Re: How to watch pypi.org

2020-11-01 Thread Jeremy Stanley
On 2020-11-01 20:23:20 +0100 (+0100), Thomas Goirand wrote:
[...]
> However, if I am to put more efforts on stuff like that, my priority
> would be first on getting the reno release notes published in the Debian
> package. I've been thinking about this for a long time, and haven't
> figured out yet what would be the best way, with a reasonable workflow.
> 
> From the Debian perspective, I'd have to:
> - generate the release notes from the last version in Debian Stable, up
> to what's in Sid.

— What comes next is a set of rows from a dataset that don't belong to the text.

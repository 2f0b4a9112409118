//! Shared observability plumbing: `tracing` subscriber setup and the
//! process-wide `prometheus` registry, mirroring `near-o11y`'s role in the
//! teacher codebase.

use once_cell::sync::Lazy;
use prometheus::{Histogram, HistogramOpts, IntCounter, IntCounterVec, Opts, Registry};
use tracing_subscriber::EnvFilter;

/// Process-wide metric registry. Every crate registers its collectors here
/// instead of using the global default registry, so the server binary can
/// expose one `/metrics` page for the whole workspace.
pub static REGISTRY: Lazy<Registry> = Lazy::new(Registry::new);

/// Installs a `tracing-subscriber` formatter driven by `RUST_LOG`,
/// defaulting to `info` when unset. Safe to call more than once; only the
/// first call wins.
pub fn init_tracing() {
    static INIT: std::sync::Once = std::sync::Once::new();
    INIT.call_once(|| {
        let filter = EnvFilter::try_from_default_env().unwrap_or_else(|_| EnvFilter::new("info"));
        let _ = tracing_subscriber::fmt()
            .with_env_filter(filter)
            .with_target(true)
            .try_init();
    });
}

/// Counter/histogram bundle for shard-store operations.
pub struct StoreMetrics {
    pub ops_total: IntCounterVec,
    pub op_latency_seconds: Histogram,
    pub chunk_uploads_total: IntCounter,
    pub chunk_upload_failures_total: IntCounter,
}

impl StoreMetrics {
    pub fn new() -> Self {
        let ops_total = IntCounterVec::new(
            Opts::new("edgegraph_store_ops_total", "Shard store operations by kind"),
            &["op"],
        )
        .expect("metric");
        let op_latency_seconds = Histogram::with_opts(HistogramOpts::new(
            "edgegraph_store_op_latency_seconds",
            "Shard store operation latency",
        ))
        .expect("metric");
        let chunk_uploads_total = IntCounter::new(
            "edgegraph_chunk_uploads_total",
            "Successful chunk uploads emitted by the batched writer",
        )
        .expect("metric");
        let chunk_upload_failures_total = IntCounter::new(
            "edgegraph_chunk_upload_failures_total",
            "Chunk upload attempts that exhausted retries",
        )
        .expect("metric");
        let _ = REGISTRY.register(Box::new(ops_total.clone()));
        let _ = REGISTRY.register(Box::new(op_latency_seconds.clone()));
        let _ = REGISTRY.register(Box::new(chunk_uploads_total.clone()));
        let _ = REGISTRY.register(Box::new(chunk_upload_failures_total.clone()));
        Self { ops_total, op_latency_seconds, chunk_uploads_total, chunk_upload_failures_total }
    }
}

impl Default for StoreMetrics {
    fn default() -> Self {
        Self::new()
    }
}

/// Bloom-filter hit/miss counters, consulted by the executor to decide
/// whether a routing decision skipped a storage read.
pub struct BloomMetrics {
    pub checks_total: IntCounterVec,
}

impl BloomMetrics {
    pub fn new() -> Self {
        let checks_total = IntCounterVec::new(
            Opts::new("edgegraph_bloom_checks_total", "Bloom filter membership checks"),
            &["result"],
        )
        .expect("metric");
        let _ = REGISTRY.register(Box::new(checks_total.clone()));
        Self { checks_total }
    }
}

impl Default for BloomMetrics {
    fn default() -> Self {
        Self::new()
    }
}

/// Planner cache hit/miss counters.
pub struct PlannerMetrics {
    pub cache_total: IntCounterVec,
}

impl PlannerMetrics {
    pub fn new() -> Self {
        let cache_total = IntCounterVec::new(
            Opts::new("edgegraph_planner_cache_total", "Plan cache lookups"),
            &["result"],
        )
        .expect("metric");
        let _ = REGISTRY.register(Box::new(cache_total.clone()));
        Self { cache_total }
    }
}

impl Default for PlannerMetrics {
    fn default() -> Self {
        Self::new()
    }
}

For example, I would include all the OpenStack release
> notes for Stein, Train, Ussuri and Victoria in all packages uploaded for
> Debian Bullseye, as this would concern anyone upgrading from Buster.
> - make it so that release notes would be generated from Git, and maybe
> stored in a debian/release-notes folder, so that it wouldn't generate a
> diff with the original upstream tag.
> 
> The drawback would be that, on each upload of a new Debian revision, the
> debian.tar.xz will contain the release notes, which could be of
> significant size (especially if they include static objects like CSS,
> JS, and all what makes a theme).
> 
> If you have any other suggestion concerning how to handle these release
> notes, please let me know.

It's likely I'm missing some subtle reason for the complexities you
outline above, but if you install python3-reno and then run `reno
report` in the upstream Git repository for any project with a
releasenotes tree (or pass the path to said Git repository in the
command line) it will generate a reStructuredText compilation of the
release notes contained therein. Very lightweight, no need for extra
files or anything. I'd think you could just dump that output into a
NEWS file or similar at binary package build time. This is basically
the same thing reno's Sphinx extension does under the covers.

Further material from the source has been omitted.